Cela fait maintenant 1 an que je sais que....

jeudi 27 juin 2013, par Hélène Lipietz

Cela fait maintenant 1 an que je suis sénatrice.

Mais je sais, autant qu’il y a un an, que je suis sur un siège éjectable, Nicole Bricq ayant déjà une première fois été rétrogradée, au yeux des écologistes surtout, en passant du ministère de l’Ecologie au ministère du Commerce extérieur.

Depuis un an, j’ai vécu une expérience extraordinaire, d’une richesse intellectuelle et humaine rare, et pourtant je pensais avoir, au point de vue humain, connu des moments forts à travers les expériences d’assistance aux victimes, voire aux criminels, que j’ai défendus en Cour d’assise.

Le Sénat est un petit monde totalement en dehors du temps alors même qu’il est dans le temps. Il est en dehors du temps par les principes qui régissent l’organisation de cette institution, dans un lieu historique : vêtements, rapports entre les parlementaires : chaleur des commissions mais virulence en séance, ou encore rapports avec les collaborateurs.

Tous ces éléments étaient totalement inconnus pour moi au sein des mairies, voire des conseils régionaux où j’ai pourtant déjà été élue.

Le plus étonnant est l’urbanité, la serviabilité non servile du personnel sénatorial.

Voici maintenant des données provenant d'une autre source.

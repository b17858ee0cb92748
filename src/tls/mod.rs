//! Certificate management and TLS termination.
//!
//! - [`store`]: persistent certificate records
//! - [`authority`]: certificate issuance (ACME HTTP-01)
//! - [`challenge`]: HTTP-01 token registry served by the plaintext listener
//! - [`manager`]: on-demand, single-flight certificate supply and renewal
//! - [`acceptor`]: per-handshake certificate selection for the HTTPS listener

pub mod acceptor;
pub mod authority;
pub mod challenge;
pub mod manager;
pub mod store;

pub use acceptor::CertAcceptor;
pub use authority::{AcmeAuthority, Authority, IssuanceError};
pub use challenge::ChallengeStore;
pub use manager::{CertError, CertManager, ChallengeResponse, DomainPolicy, LoadedCert};
pub use store::{CertStore, CertificateRecord, DirStore, StoreError};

J’ai déjà parlé de nos huissiers, il n’en est pas moins vrai que l’ensemble du personnel [1] possède une gentillesse, une amabilité, qui nous mettent dans un petit cocon.

Hélène Lipietz et les huissiers du Sénat

Sortir d’une semaine de travail au Sénat et retrouver «  la vrai vie  » est parfois extrêmement déstabilisant parce qu’il est difficile de se rappeler que tout le monde n’est pas aimable, que tout le monde ne sait pas utiliser les petits mots magiques qui rendent la vie plus facile ; et ce n’est pas simplement parce que je suis sénatrice, mes collaborateurs aussi ont la même impression.

Enfin, le lieu dans lequel je travaille est vraiment extraordinaire, je ne parle pas de mon bureau, tout petit, où nous arrivons quand même à nous trouver à 4, parfois, pour travailler, enfin, souvent 3 qui travaillent et la quatrième, devinez laquelle, étendue sur le canapé, qui sommeille ; mais du lieu prestigieux où se déroulent nos séances, tant en commission qu’en hémicycle.

L’autre nuit, lors de la discussion en commission de la loi sur la métropolisation, nous avons fini à 3 heures du matin ! J’ai ainsi traversé ce que l’on appelle la Salle des Conférences, que je préfère appeler la salle des pas perdus, dans la pénombre, juste éclairée par la salle des bustes où une lampe sur deux était allumée. Cette pénombre était sans doute celle dans laquelle vivait Marie de Médicis. Pour ceux qui ont visité des châteaux aux chandelles, comme par exemple Vaux-le-vicomte, ils savent que nos rois, tout illustres soient-ils, ne vivaient pas en pleine lumière, la nuit, comme nous.

Que c'est beau le Sénat, la nuit !

Cette traversée de cette immense salle était particulièrement bouleversante. Aurélien, qui avait pu m’accompagner en commission, et moi même nous attendions à retrouver le fantôme de Marie de Médicis ou de quelques-uns de mes illustres prédécesseurs, tels que Clemenceau, Victor Hugo, ou autres.

Une petite anecdote : j’avais fait visiter le sénat à mes petits enfants au mois d’août dernier. Ils avaient monté, en courant, l’escalier d’honneur, chahutant comme on peut le faire lorsqu’on a 5 ans et 2 ans et, lorsqu’ils sont arrivés dans la Salle des Conférences, ils se sont arrêtés émerveillés. Les ors de la République sont vraiment là pour impressionner et rappeler la grandeur de la France lorsque celle-ci sait être à la hauteur de sa devise : liberté, égalité et fraternité.

En revanche le poste de sénatrice l’est moins : alors que ma petite fille Clémence expliquait à son petit frère que Mali faisait la loi. Xavier lui a répondu : «  Non, ce n’est pas Mali qui fait la loi c’est Tata  », c’est à dire sa nourrice...

Chacun voit la puissance de la loi à hauteur de son nez.

Notes

[12000 personnes travaillant au Sénat.